I had dreaded returning them.   The guy is nice enough but isn't communicative, didn't call to see how they'd done, so it was painful to think about returning them there.  But before noon, I went.  I called him first so he'd be waiting and I wouldn't have to go back and yell at the trailer through the brambles.  For once he answered his phone.  But once there, I still had to wait ten minutes before he ambled out.

Once that was over and done with, I beelined it for home, and went straight back to bed and slept for hours.

The day before, with the cats up at the clinic getting fixed, I'd ended up at the Bird Lady's place.  I go there once a week or so now.  She's so thin and weak, can barely walk, with a walker.   It's hard to see.
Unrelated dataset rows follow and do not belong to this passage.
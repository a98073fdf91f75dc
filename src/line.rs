//! A line within a fragment (BED) file.
//!
//! Fragment files use the BED convention of 0-based, half-open coordinates
//! in the first three tab-delimited fields. Any further fields are ignored.
//! BED coordinates are interbase coordinates, so each record maps directly
//! onto a positive-strand [`Interval`].

use std::num::ParseIntError;
use std::str::FromStr;

use omics::coordinate::interbase::Coordinate;
use omics::coordinate::interval;
use omics::coordinate::interval::interbase::Interval;
use omics::coordinate::position::Number;
use omics::coordinate::Strand;

/// The delimiter for a record line.
pub const DELIMITER: char = '\t';

/// The minimum number of fields in a record line.
pub const MIN_RECORD_FIELDS: usize = 3;

/// The prefixes of lines that carry no record.
const COMMENT_PREFIXES: &[&str] = &["#", "track", "browser"];

/// An error associated with parsing a record line.
#[derive(Debug)]
pub enum ParseError {
    /// An incorrect number of fields in the line.
    IncorrectNumberOfFields(usize),

    /// The contig field was empty.
    EmptyContig,

    /// An invalid start position.
    InvalidStart(ParseIntError),

    /// An invalid end position.
    InvalidEnd(ParseIntError),

    /// The end position was not greater than the start position.
    EmptyRecord(Number, Number),

    /// The record could not be made into an interval.
    InvalidInterval(interval::Error),
}

impl std::fmt::Display for ParseError {
    fn fmt(&self, f: &mut std::fmt::Formatter<'_>) -> std::fmt::Result {
        match self {
            ParseError::IncorrectNumberOfFields(fields) => write!(
                f,
                "invalid number of fields in record: expected at least {} fields, found {} \
                 fields",
                MIN_RECORD_FIELDS, fields
            ),
            ParseError::EmptyContig => write!(f, "the contig cannot be empty"),
            ParseError::InvalidStart(err) => write!(f, "invalid start: {}", err),
            ParseError::InvalidEnd(err) => write!(f, "invalid end: {}", err),
            ParseError::EmptyRecord(start, end) => write!(
                f,
                "the end position ({}) must be greater than the start position ({})",
                end, start
            ),
            ParseError::InvalidInterval(err) => write!(f, "invalid interval: {}", err),
        }
    }
}

impl std::error::Error for ParseError {}

/// An error related to a [`Line`].
#[derive(Debug)]
pub enum Error {
    /// A record line could not be parsed.
    InvalidRecord(ParseError, String),
}

impl std::fmt::Display for Error {
    fn fmt(&self, f: &mut std::fmt::Formatter<'_>) -> std::fmt::Result {
        match self {
            Error::InvalidRecord(err, line) => {
                write!(f, "invalid record: {}\n\nline: {}", err, line)
            }
        }
    }
}

impl std::error::Error for Error {}

/// A line within a fragment file.
#[derive(Clone, Debug, Eq, PartialEq)]
pub enum Line {
    /// An empty line.
    Empty,
    /// A comment, track, or browser line.
    Comment(String),
    /// A fragment record.
    Record(Interval),
}

impl std::fmt::Display for Line {
    fn fmt(&self, f: &mut std::fmt::Formatter<'_>) -> std::fmt::Result {
        match self {
            Line::Empty => write!(f, ""),
            Line::Comment(comment) => write!(f, "{}", comment),
            Line::Record(interval) => write!(
                f,
                "{}{DELIMITER}{}{DELIMITER}{}",
                interval.contig().as_str(),
                interval.start().position().get(),
                interval.end().position().get()
            ),
        }
    }
}

impl FromStr for Line {
    type Err = Error;

    fn from_str(s: &str) -> Result<Self, Self::Err> {
        if s.trim().is_empty() {
            Ok(Self::Empty)
        } else if COMMENT_PREFIXES.iter().any(|prefix| s.starts_with(prefix)) {
            Ok(Self::Comment(s.into()))
        } else {
            parse_record(s)
                .map(Line::Record)
                .map_err(|e| Error::InvalidRecord(e, s.into()))
        }
    }
}

/// Parses the interval from a BED record.
fn parse_record(s: &str) -> Result<Interval, ParseError> {
    let parts = s.split(DELIMITER).collect::<Vec<_>>();
    if parts.len() < MIN_RECORD_FIELDS {
        return Err(ParseError::IncorrectNumberOfFields(parts.len()));
    }

    let contig = parts[0].trim();
    if contig.is_empty() {
        return Err(ParseError::EmptyContig);
    }

    let start = parts[1]
        .trim()
        .parse::<Number>()
        .map_err(ParseError::InvalidStart)?;
    let end = parts[2]
        .trim()
        .parse::<Number>()
        .map_err(ParseError::InvalidEnd)?;

    if end <= start {
        return Err(ParseError::EmptyRecord(start, end));
    }

    let start = Coordinate::new(contig, Strand::Positive, start);
    let end = Coordinate::new(contig, Strand::Positive, end);

    Interval::try_new(start, end).map_err(ParseError::InvalidInterval)
}

#[cfg(test)]
pub mod tests {
    use super::*;

    #[test]
    pub fn test_valid_record_line() -> Result<(), Box<dyn std::error::Error>> {
        let line = "chr1\t99\t199\tHindIII_1\t0\t+".parse::<Line>()?;
        assert_eq!(line, Line::Record("chr1:+:99-199".parse::<Interval>()?));
        assert_eq!(line.to_string(), "chr1\t99\t199");
        Ok(())
    }

    #[test]
    pub fn test_empty_and_comment_lines() -> Result<(), Box<dyn std::error::Error>> {
        assert_eq!("".parse::<Line>()?, Line::Empty);
        assert!(matches!("# fragments".parse::<Line>()?, Line::Comment(_)));
        assert!(matches!(
            "track name=fragments".parse::<Line>()?,
            Line::Comment(_)
        ));
        assert!(matches!("browser hide all".parse::<Line>()?, Line::Comment(_)));
        Ok(())
    }

    #[test]
    pub fn test_invalid_record_lines() {
        let err = "chr1\t99".parse::<Line>().unwrap_err();
        assert_eq!(
            err.to_string(),
            "invalid record: invalid number of fields in record: expected at least 3 fields, \
             found 2 fields\n\nline: chr1\t99"
        );

        let err = "chr1\t199\t99".parse::<Line>().unwrap_err();
        assert!(matches!(
            err,
            Error::InvalidRecord(ParseError::EmptyRecord(199, 99), ref line) if line == "chr1\t199\t99"
        ));

        let err = "chr1\tten\t99".parse::<Line>().unwrap_err();
        assert!(matches!(
            err,
            Error::InvalidRecord(ParseError::InvalidStart(_), _)
        ));

        let err = "\t0\t99".parse::<Line>().unwrap_err();
        assert!(matches!(
            err,
            Error::InvalidRecord(ParseError::EmptyContig, _)
        ));
    }
}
She said she couldn't get up and out of the couch she uses for a bed anymore, it was too low and that she'd asked her grandson to raise it but all he'd done was bring up the cinder blocks, which were out on the walkway.

I don't know why I said "I'll do it."   What an idiot I can be, over estimating my own age capacities.  

She wanted the four corners of the couch up on the cinder blocks plus some long decking planks from the garage put lengthwise, with the ends atop the cinder blocks.   I got those planks from her garage first and then one by one, carried the cinder blocks in.   It was extremely difficult to get the heavy couch up high enough with one hand and my shoulder, and then try to push a cinder block under the corner with the other hand and arm.  Getting the planks lengthwise, one down the back and one down the front, resting atop the cinder blocks, wasn't easy either.  At one point I was on my back, trying to hold up one end of the couch with my feet and legs while shoving the cinder blocks under the corners, then getting the plank ends atop them.  I was done in, but got it done, and it was extremely stable.  At this point she tried it out.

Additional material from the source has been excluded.